**Exercise:** From the listing below, copy only the lines running from the line that contains "when it fires." to the line that contains "wakeup, if any.", both included.

**Input records:**

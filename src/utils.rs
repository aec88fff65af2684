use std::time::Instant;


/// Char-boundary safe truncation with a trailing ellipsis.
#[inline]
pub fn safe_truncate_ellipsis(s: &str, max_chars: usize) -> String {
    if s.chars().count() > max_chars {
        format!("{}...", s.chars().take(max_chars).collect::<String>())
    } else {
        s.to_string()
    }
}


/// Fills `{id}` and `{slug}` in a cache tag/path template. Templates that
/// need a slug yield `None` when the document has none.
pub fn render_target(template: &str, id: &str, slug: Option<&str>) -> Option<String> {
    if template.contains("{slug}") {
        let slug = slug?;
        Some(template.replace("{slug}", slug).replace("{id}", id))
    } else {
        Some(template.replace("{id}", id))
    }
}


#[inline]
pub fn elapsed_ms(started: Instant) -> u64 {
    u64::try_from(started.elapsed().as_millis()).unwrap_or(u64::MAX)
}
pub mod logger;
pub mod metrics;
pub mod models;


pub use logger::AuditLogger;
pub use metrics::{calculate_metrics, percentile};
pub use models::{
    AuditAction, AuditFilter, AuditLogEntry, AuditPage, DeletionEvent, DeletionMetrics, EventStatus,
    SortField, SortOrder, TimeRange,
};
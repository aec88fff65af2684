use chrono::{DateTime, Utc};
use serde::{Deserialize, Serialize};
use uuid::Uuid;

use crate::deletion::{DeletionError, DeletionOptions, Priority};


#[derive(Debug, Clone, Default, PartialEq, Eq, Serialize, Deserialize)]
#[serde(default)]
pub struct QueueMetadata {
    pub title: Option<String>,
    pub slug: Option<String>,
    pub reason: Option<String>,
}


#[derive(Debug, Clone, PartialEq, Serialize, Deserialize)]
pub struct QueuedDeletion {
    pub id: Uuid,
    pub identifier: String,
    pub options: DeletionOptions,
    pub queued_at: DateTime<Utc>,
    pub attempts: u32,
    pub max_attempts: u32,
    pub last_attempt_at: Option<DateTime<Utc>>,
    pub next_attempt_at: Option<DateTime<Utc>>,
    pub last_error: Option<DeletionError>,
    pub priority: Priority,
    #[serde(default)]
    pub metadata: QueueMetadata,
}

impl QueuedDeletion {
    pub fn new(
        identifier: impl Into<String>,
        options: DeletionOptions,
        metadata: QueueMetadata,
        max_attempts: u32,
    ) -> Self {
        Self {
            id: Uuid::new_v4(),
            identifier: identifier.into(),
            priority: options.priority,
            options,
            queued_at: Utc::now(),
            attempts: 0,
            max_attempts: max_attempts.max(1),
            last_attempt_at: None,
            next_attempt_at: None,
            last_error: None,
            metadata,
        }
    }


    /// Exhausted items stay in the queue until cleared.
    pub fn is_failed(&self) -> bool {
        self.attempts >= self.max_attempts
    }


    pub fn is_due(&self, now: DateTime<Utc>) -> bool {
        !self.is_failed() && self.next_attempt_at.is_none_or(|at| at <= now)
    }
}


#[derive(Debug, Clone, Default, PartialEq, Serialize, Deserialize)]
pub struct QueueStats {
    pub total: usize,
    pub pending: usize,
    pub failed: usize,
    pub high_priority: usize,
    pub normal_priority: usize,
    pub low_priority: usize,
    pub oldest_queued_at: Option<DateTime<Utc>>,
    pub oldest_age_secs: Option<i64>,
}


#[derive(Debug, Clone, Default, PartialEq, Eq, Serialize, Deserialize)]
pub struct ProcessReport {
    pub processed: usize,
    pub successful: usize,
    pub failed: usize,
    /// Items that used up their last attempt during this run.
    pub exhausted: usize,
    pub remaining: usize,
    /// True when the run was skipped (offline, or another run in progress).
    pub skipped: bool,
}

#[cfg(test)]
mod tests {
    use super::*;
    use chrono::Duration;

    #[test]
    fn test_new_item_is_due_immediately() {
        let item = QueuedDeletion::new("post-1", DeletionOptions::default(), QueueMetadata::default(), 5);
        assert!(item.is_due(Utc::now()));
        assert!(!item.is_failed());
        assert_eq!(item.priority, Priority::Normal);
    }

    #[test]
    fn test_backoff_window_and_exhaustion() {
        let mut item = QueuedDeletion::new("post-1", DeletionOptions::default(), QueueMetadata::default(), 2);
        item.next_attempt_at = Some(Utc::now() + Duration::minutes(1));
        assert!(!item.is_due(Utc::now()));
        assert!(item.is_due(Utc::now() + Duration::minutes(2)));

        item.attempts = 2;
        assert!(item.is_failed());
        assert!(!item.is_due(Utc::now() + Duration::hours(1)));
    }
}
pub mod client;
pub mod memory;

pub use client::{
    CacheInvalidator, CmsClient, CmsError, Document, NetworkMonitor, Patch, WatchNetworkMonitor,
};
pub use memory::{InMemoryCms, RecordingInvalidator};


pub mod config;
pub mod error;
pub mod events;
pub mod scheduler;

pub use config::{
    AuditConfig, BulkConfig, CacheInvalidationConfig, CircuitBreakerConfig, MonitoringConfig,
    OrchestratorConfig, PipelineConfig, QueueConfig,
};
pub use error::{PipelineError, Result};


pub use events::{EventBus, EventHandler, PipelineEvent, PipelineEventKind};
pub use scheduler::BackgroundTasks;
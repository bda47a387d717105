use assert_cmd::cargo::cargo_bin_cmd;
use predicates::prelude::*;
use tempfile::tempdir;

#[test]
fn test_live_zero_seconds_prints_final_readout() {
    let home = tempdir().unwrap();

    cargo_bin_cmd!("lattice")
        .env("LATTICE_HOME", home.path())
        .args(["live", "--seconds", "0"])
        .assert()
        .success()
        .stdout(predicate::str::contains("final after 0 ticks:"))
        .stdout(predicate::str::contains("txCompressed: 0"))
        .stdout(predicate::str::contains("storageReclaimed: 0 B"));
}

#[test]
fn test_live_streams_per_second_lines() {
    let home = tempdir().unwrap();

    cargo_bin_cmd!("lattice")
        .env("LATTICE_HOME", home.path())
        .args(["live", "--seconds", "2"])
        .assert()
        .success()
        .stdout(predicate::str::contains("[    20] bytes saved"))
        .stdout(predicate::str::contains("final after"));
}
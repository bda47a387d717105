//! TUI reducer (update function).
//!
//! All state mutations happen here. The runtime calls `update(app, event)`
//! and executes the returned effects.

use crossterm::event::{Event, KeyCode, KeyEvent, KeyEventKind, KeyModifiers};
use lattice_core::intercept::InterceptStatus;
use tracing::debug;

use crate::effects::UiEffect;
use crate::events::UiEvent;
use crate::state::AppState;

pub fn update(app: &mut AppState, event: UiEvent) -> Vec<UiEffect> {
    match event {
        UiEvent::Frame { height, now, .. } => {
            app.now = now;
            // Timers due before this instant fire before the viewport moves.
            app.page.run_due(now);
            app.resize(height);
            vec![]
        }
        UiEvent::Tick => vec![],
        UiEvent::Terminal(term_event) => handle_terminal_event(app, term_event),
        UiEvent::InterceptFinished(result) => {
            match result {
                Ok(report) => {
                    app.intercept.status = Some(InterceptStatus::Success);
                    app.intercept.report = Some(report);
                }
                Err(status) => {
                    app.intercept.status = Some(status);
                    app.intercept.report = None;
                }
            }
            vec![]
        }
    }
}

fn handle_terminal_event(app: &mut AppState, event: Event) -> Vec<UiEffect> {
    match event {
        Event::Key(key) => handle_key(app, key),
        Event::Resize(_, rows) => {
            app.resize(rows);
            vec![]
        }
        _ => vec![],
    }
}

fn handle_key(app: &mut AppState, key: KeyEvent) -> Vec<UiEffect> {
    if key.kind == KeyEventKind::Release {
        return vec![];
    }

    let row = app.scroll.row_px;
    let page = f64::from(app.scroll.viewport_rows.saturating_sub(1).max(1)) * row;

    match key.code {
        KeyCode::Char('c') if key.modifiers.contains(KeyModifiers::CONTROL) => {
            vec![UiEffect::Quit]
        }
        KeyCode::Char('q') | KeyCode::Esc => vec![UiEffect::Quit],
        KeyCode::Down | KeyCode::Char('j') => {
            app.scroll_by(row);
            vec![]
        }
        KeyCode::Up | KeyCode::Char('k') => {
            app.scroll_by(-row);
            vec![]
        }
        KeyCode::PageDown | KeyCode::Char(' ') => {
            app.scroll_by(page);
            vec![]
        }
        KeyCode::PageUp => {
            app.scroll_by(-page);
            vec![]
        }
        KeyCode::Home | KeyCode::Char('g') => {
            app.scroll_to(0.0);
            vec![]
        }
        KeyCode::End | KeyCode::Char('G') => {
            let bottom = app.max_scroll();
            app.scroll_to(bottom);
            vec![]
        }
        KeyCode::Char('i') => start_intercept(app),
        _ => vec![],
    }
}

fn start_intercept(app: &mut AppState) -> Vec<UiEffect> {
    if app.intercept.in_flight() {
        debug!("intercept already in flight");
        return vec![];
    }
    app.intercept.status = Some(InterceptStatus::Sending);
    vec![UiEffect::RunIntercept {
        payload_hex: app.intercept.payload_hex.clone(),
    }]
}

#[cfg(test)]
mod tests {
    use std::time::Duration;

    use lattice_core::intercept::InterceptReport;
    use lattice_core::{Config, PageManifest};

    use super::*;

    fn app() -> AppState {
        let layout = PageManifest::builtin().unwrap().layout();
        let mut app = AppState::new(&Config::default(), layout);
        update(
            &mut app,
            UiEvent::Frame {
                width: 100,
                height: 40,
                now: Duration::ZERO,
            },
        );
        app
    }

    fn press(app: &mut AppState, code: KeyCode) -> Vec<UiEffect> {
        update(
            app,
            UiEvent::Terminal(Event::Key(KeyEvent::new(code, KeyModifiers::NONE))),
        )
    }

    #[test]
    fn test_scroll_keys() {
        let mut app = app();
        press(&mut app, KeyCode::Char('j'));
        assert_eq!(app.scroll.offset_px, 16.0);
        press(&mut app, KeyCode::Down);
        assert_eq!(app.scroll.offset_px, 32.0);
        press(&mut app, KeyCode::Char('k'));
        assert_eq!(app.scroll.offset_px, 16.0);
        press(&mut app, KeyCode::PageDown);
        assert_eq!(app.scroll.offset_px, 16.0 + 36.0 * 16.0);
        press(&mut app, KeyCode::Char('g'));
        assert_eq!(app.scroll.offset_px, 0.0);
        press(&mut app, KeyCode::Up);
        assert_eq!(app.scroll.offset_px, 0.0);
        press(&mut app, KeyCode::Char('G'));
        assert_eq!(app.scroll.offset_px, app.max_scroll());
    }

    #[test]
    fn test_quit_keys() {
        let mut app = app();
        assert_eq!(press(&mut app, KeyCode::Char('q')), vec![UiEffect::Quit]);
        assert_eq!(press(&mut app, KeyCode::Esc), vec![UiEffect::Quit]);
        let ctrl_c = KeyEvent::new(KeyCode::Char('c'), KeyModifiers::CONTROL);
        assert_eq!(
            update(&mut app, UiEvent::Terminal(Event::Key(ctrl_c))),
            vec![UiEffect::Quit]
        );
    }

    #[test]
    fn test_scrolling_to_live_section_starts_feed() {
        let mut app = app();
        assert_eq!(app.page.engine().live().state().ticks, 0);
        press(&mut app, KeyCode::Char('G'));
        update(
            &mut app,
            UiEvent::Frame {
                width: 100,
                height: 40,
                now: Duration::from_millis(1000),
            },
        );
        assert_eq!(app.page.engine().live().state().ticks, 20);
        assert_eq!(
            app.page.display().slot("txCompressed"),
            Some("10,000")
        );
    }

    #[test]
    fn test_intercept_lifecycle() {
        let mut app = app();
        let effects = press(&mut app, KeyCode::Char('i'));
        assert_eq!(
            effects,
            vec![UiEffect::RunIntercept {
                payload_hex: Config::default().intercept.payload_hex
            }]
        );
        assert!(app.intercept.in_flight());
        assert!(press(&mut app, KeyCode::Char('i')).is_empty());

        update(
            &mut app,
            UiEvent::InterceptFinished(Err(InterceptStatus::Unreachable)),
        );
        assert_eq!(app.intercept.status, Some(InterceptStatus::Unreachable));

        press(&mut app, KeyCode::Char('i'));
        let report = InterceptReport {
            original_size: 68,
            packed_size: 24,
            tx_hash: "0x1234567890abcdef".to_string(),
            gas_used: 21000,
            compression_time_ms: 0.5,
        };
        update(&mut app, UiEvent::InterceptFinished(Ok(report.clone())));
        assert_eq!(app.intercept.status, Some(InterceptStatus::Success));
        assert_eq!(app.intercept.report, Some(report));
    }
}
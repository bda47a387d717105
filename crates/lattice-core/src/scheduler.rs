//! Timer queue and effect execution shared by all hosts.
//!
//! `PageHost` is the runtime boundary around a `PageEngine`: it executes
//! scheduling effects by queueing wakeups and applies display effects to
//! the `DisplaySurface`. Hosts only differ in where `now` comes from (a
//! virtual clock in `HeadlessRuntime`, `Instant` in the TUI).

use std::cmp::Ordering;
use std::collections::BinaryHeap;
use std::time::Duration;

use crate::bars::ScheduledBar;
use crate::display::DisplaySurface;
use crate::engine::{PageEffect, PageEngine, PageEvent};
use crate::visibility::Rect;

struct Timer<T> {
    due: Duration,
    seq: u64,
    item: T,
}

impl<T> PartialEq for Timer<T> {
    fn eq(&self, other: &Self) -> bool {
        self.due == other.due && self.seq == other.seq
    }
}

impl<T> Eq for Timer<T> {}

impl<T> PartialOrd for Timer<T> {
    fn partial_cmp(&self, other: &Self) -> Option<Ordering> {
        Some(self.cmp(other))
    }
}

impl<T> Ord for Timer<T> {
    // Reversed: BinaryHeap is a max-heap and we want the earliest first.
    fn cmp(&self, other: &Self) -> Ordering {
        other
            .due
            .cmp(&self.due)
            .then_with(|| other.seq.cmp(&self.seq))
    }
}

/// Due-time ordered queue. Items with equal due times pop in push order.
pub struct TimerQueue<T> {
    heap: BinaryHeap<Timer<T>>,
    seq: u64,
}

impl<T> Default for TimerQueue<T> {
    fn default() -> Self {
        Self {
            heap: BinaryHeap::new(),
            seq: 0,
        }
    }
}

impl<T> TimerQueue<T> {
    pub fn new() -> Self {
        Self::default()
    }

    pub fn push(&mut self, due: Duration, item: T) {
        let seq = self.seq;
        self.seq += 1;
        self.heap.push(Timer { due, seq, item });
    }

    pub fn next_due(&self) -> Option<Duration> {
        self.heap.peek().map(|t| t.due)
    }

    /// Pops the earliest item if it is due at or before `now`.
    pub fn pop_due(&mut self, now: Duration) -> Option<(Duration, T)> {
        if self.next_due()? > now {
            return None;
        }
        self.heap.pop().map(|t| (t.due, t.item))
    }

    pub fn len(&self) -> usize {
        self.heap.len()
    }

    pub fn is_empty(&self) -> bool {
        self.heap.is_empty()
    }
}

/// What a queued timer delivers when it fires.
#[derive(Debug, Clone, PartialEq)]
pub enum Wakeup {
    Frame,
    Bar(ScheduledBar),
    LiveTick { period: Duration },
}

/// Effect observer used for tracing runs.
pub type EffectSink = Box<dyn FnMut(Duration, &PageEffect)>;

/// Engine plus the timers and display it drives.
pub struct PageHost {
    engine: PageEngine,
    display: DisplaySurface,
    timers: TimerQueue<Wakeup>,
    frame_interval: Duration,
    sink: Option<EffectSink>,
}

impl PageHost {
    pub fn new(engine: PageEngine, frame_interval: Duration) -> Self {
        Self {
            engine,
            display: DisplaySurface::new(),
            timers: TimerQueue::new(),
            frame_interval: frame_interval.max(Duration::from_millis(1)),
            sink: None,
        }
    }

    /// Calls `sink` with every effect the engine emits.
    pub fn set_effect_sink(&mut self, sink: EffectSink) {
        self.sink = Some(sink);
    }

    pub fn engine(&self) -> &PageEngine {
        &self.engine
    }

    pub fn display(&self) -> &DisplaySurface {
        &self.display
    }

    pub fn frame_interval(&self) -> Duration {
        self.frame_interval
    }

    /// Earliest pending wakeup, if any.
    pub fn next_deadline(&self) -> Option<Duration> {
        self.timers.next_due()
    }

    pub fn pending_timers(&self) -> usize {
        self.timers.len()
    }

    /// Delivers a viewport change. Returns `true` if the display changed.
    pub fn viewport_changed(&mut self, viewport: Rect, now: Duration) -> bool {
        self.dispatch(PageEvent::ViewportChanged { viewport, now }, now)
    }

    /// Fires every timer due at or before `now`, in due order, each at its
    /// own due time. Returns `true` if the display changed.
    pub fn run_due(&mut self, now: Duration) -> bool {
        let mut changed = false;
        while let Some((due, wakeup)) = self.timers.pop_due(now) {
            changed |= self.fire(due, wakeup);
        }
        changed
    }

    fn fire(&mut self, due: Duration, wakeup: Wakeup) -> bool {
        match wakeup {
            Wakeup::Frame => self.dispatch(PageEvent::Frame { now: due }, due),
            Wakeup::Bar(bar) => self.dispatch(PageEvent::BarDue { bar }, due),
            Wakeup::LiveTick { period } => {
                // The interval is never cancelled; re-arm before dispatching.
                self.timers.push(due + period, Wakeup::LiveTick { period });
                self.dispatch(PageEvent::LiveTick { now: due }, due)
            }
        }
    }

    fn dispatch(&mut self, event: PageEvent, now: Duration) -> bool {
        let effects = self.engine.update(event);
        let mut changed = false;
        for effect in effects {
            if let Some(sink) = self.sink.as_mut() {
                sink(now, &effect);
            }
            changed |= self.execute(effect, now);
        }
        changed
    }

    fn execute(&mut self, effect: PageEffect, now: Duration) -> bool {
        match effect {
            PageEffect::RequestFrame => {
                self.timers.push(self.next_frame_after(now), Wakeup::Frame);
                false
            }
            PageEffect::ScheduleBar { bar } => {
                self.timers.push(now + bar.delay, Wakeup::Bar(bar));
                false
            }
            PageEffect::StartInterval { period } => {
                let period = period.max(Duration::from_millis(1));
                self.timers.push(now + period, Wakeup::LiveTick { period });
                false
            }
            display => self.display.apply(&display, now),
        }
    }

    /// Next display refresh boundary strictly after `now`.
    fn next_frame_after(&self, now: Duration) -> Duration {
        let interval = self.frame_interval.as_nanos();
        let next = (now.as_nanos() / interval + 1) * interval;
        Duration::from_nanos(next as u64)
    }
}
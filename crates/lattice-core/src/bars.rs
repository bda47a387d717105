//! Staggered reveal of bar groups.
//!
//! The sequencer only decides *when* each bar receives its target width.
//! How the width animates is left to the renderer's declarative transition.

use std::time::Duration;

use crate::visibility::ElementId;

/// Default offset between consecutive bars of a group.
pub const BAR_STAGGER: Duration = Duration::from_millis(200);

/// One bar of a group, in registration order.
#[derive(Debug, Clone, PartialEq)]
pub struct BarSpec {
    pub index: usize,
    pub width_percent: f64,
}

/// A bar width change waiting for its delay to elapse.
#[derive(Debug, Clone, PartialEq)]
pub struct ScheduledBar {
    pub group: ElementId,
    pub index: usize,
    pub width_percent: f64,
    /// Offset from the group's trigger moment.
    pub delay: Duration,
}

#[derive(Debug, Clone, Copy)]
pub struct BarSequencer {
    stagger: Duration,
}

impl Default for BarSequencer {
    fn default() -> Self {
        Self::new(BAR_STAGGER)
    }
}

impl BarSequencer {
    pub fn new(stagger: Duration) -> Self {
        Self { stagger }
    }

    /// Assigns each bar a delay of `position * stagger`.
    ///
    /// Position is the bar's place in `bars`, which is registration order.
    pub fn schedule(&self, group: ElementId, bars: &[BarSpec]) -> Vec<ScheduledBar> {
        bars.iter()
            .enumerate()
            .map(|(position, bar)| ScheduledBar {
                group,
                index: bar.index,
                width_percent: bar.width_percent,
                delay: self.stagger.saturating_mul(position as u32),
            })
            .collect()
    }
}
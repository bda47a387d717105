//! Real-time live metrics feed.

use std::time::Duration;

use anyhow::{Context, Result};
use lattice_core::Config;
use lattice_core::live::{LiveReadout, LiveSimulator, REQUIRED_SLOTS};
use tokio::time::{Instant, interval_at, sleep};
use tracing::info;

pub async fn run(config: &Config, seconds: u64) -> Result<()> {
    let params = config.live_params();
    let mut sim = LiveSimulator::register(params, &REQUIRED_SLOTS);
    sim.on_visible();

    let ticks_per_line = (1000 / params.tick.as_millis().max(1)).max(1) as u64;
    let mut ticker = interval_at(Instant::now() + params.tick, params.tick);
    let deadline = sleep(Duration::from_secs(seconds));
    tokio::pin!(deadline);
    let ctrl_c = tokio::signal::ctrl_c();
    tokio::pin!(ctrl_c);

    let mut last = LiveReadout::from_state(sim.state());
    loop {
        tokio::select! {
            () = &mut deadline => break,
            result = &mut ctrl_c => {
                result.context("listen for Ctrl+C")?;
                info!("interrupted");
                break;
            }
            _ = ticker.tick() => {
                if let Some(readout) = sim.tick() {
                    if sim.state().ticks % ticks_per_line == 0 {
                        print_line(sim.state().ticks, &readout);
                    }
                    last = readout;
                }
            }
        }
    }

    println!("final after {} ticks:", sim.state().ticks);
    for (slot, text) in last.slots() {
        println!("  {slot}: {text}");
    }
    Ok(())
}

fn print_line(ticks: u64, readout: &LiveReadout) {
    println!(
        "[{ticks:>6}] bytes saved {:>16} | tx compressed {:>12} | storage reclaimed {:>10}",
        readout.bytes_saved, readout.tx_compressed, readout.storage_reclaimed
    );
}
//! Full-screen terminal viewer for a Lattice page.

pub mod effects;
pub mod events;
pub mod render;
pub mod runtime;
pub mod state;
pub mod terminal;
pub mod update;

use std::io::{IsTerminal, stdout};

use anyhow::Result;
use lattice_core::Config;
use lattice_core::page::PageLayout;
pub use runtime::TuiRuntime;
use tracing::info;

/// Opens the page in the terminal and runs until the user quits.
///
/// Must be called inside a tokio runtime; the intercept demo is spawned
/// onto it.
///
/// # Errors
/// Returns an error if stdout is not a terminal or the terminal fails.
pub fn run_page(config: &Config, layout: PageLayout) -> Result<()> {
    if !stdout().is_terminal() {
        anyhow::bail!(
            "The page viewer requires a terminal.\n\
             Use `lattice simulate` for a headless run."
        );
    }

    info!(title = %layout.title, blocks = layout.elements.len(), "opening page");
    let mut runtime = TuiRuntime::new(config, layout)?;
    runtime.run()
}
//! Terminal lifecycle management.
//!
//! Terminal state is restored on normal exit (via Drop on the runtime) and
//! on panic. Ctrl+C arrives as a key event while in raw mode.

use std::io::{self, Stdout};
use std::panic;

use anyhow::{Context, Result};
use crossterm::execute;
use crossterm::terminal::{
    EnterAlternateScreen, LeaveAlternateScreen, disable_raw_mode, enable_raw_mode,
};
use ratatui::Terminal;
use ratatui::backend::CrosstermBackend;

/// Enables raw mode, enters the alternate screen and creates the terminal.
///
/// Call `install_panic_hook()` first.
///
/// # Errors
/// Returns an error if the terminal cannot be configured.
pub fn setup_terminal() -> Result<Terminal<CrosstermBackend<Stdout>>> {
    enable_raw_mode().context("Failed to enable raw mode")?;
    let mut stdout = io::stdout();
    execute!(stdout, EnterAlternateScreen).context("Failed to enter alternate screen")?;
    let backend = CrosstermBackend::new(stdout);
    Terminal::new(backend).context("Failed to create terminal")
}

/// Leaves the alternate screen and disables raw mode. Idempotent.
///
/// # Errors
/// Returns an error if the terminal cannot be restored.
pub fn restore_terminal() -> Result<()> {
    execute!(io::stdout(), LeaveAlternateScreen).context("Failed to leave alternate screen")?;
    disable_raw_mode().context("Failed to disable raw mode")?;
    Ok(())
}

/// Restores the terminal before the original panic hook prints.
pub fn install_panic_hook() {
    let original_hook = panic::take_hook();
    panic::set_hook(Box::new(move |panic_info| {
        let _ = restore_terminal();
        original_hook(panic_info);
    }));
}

**Task answer:**
/// What a queued timer delivers when it fires.
#[derive(Debug, Clone, PartialEq)]
pub enum Wakeup {
    Frame,
    Bar(ScheduledBar),
    LiveTick { period: Duration },
}

/// Effect observer used for tracing runs.
pub type EffectSink = Box<dyn FnMut(Duration, &PageEffect)>;

/// Engine plus the timers and display it drives.
pub struct PageHost {
    engine: PageEngine,
    display: DisplaySurface,
    timers: TimerQueue<Wakeup>,
    frame_interval: Duration,
    sink: Option<EffectSink>,
}

impl PageHost {
    pub fn new(engine: PageEngine, frame_interval: Duration) -> Self {
        Self {
            engine,
            display: DisplaySurface::new(),
            timers: TimerQueue::new(),
            frame_interval: frame_interval.max(Duration::from_millis(1)),
            sink: None,
        }
    }

    /// Calls `sink` with every effect the engine emits.
    pub fn set_effect_sink(&mut self, sink: EffectSink) {
        self.sink = Some(sink);
    }

    pub fn engine(&self) -> &PageEngine {
        &self.engine
    }

    pub fn display(&self) -> &DisplaySurface {
        &self.display
    }

    pub fn frame_interval(&self) -> Duration {
        self.frame_interval
    }

    /// Earliest pending wakeup, if any.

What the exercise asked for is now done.